When we finally arrived in Aguas Caliente, we were all so excited to disembark and we all streamed into the modern train station. When we left the train station we had to wind our way through the Mercado Artisanal, which is a very long maze of stalls covered with galvanized metal roofs, to cross the bridge in to town. Our hotel, Mi Pequena Casita, was only about a block from the bridge and the buses to Machu Picchu stopped right outside our hotel's front door.
|John standing outside of the Mercado Artisanal; train station sign in the background|
|The train pulling through Aguas Caliente (note the steep mountains in the background)|
We checked in and dropped off our bags. The hotel was clean but super basic and the decorations were a throwback to the 70s with lots of orange and brown upholstery, bedding, and paint. But as long as the bathroom is clean and the bed is comfortable, that's all we need!

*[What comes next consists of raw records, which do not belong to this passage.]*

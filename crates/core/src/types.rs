//! Scalar aliases shared by models, repositories and handlers.

/// Row identifier for products and categories (PostgreSQL BIGSERIAL).
pub type DbId = i64;

/// Creation/modification time, always stored and serialized as UTC.
pub type Timestamp = chrono::DateTime<chrono::Utc>;
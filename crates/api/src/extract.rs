//! Extractors that report rejections through [`AppError`].
//!
//! Axum's stock `Json` and `Path` extractors answer malformed input with
//! plain-text bodies and assorted 4xx codes. These wrappers route every
//! rejection into the `{ "error": ... }` 400 shape the rest of the API uses.

use axum::extract::{FromRequest, FromRequestParts};

use crate::error::AppError;

/// JSON request body. A missing content type, invalid syntax, or a body that
/// does not match `T` all become a 400.
#[derive(Debug, FromRequest)]
#[from_request(via(axum::Json), rejection(AppError))]
pub struct AppJson<T>(pub T);

/// Path parameters. A segment that does not parse as `T` (e.g. a
/// non-numeric id) becomes a 400.
#[derive(Debug, FromRequestParts)]
#[from_request(via(axum::extract::Path), rejection(AppError))]
pub struct AppPath<T>(pub T);
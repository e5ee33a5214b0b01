use std::sync::Arc;

use crate::config::ServerConfig;

/// Shared application state available to all Axum handlers via `State<AppState>`.
///
/// This is cheaply cloneable (the pool is reference counted, config is behind `Arc`).
#[derive(Clone)]
pub struct AppState {
    /// Database connection pool.
    pub pool: catalog_db::DbPool,
    /// Server configuration.
    pub config: Arc<ServerConfig>,
}
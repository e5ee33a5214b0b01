//! Catalog API server library.
//!
//! Exposes the core building blocks (config, state, error handling, routes)
//! so integration tests and the binary entrypoint can both access them.

pub mod config;
pub mod error;
pub mod extract;
pub mod handlers;
pub mod response;
pub mod router;
pub mod routes;
pub mod state;
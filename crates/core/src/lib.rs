//! Domain building blocks shared by the database and API crates.

pub mod catalog;
pub mod error;
pub mod types;
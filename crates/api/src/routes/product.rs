//! Route definitions for products.

use axum::routing::{get, patch};
use axum::Router;

use crate::handlers::product;
use crate::state::AppState;

/// Routes mounted at `/products`.
///
/// ```text
/// GET    /                 -> list
/// POST   /                 -> create
/// GET    /{id}             -> get_by_id
/// PUT    /{id}             -> update
/// DELETE /{id}             -> delete
/// PATCH  /enable/{id}      -> enable
/// PATCH  /disable/{id}     -> disable
/// GET    /category/{id}    -> list_by_category
/// ```
pub fn router() -> Router<AppState> {
    Router::new()
        .route("/", get(product::list).post(product::create))
        .route(
            "/{id}",
            get(product::get_by_id)
                .put(product::update)
                .delete(product::delete),
        )
        .route("/enable/{id}", patch(product::enable))
        .route("/disable/{id}", patch(product::disable))
        .route("/category/{id}", get(product::list_by_category))
}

|Our room - flashback to the 70s|
|The view from our room - the bridge to the Mercado and the train statin|
We wandered around town, looking for a spot to stop for lunch. Normally we check TripAdvisor or Lonely Planet for recommendations, but today we took a chance at Apu Qoyllor Rit'i which had a nice outdoor patio and was offering 4 for 1 pisco sours. What a mistake! It is ranked 41 of 46 restaurants in Agua Caliente on Trip Advisor and no wonder. The food was awful, the service wasn't great and they added a huge service charge to our bill and charged us a tax which they aren't allowed to charge to tourists. When we pointed that out to them, they removed it but if we hadn't know that in advance we would have had to pay. I wonder how many other tourists have paid, not knowing that it is illegal for restaurants to charge additional VAT.
|Relaxing on the patio for lunch and watching the world go by|
After lunch, I went back to the hotel and napped for most of the afternoon while John had a glass of wine and used the free wifi at the restaurant patio next door. Once again, no pushy wait staff urging you to order another drink or vacate. They are quite content if you order one glass of wine or one pot of tea and then linger all afternoon.

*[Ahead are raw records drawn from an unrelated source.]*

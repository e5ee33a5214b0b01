//! Assembles the catalog HTTP application.
//!
//! [`build_app_router`] is the single place where routes meet middleware;
//! `main.rs` and `tests/common/mod.rs` both call it so tests exercise the
//! same request path as production.

use std::time::Duration;

use axum::http::header::CONTENT_TYPE;
use axum::http::{HeaderName, HeaderValue, Method, StatusCode};
use axum::Router;
use tower::ServiceBuilder;
use tower_http::catch_panic::CatchPanicLayer;
use tower_http::cors::CorsLayer;
use tower_http::request_id::{MakeRequestUuid, PropagateRequestIdLayer, SetRequestIdLayer};
use tower_http::timeout::TimeoutLayer;
use tower_http::trace::{DefaultMakeSpan, DefaultOnResponse, TraceLayer};
use tracing::Level;

use crate::config::ServerConfig;
use crate::routes;
use crate::state::AppState;

/// Header carrying the per-request correlation id. A client-supplied value
/// is kept; otherwise a UUID is generated.
const REQUEST_ID_HEADER: &str = "x-request-id";

/// Methods the browser front-end issues against `/products` and `/categories`.
const ALLOWED_METHODS: [Method; 5] = [
    Method::GET,
    Method::POST,
    Method::PUT,
    Method::PATCH,
    Method::DELETE,
];

/// Build the catalog application: `/health` at the root, resources under
/// `/api/v1`, wrapped in one [`ServiceBuilder`] stack.
///
/// Requests pass the layers top to bottom as listed in the builder: CORS,
/// request id assignment, the tracing span (which can then record the id),
/// id echo on the response, the timeout, and finally panic capture closest
/// to the handlers.
pub fn build_app_router(state: AppState, config: &ServerConfig) -> Router {
    let request_id = HeaderName::from_static(REQUEST_ID_HEADER);

    let middleware = ServiceBuilder::new()
        .layer(SetRequestIdLayer::new(request_id.clone(), MakeRequestUuid))
        .layer(
            TraceLayer::new_for_http()
                .make_span_with(DefaultMakeSpan::new().level(Level::INFO))
                .on_response(DefaultOnResponse::new().level(Level::INFO)),
        )
        .layer(PropagateRequestIdLayer::new(request_id))
        .layer(TimeoutLayer::with_status_code(
            StatusCode::REQUEST_TIMEOUT,
            Duration::from_secs(config.request_timeout_secs),
        ))
        .layer(CatchPanicLayer::new());

    Router::new()
        .merge(routes::health::router())
        .nest("/api/v1", routes::api_routes())
        .layer(middleware)
        // CORS is applied as a separate outermost layer: its service requires
        // a `Default` response body, which axum's `Router::layer` provides by
        // boxing the inner stack's body into `axum::body::Body`.
        .layer(build_cors_layer(config))
        .with_state(state)
}

/// CORS for the configured front-end origins. Only JSON bodies are accepted,
/// so `Content-Type` is the single allowed request header.
///
/// Panics on an unparsable origin so a bad `CORS_ORIGINS` stops startup.
pub fn build_cors_layer(config: &ServerConfig) -> CorsLayer {
    let origins: Vec<HeaderValue> = config
        .cors_origins
        .iter()
        .map(|origin| {
            origin
                .parse()
                .unwrap_or_else(|e| panic!("Invalid CORS origin '{origin}': {e}"))
        })
        .collect();

    CorsLayer::new()
        .allow_origin(origins)
        .allow_methods(ALLOWED_METHODS)
        .allow_headers([CONTENT_TYPE])
        .max_age(Duration::from_secs(3600))
}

A three hour nap did me a world of good; I felt energized and ready to explore the city. We went for a long walk through the winding streets with no particular location in mind and then decided that after such a horrible lunch we were going to go to the number one Trip Advisor restaurant in Aguas Caliente - The Tree House. We showered and changed and then went off to find the restaurant. As usual, we ended up wandering all over town for about 45 minutes often doubling back over ground we had already covered. In a small plaza we noticed a tourism information office and went in to ask directions. The girl in the office gave us very good directions which involved a lot of landmarks rather than street names. The restaurant was just around the corner from the plaza and we had walked by the stairs a few times in our search but there was no sign that indicated that The Tree House was up those particular stairs.
|As we were wandering the streets looking for The Tree House we passed this restaurant built on and around a huge boulder. The red bricks, most likely laid without the use of a level, are ubiquitous in Aguas Caliente.|
After dinner we waddled back down the stairs and headed home to bed. I felt like a kid on Christmas Eve - Machu Picchu tomorrow!!!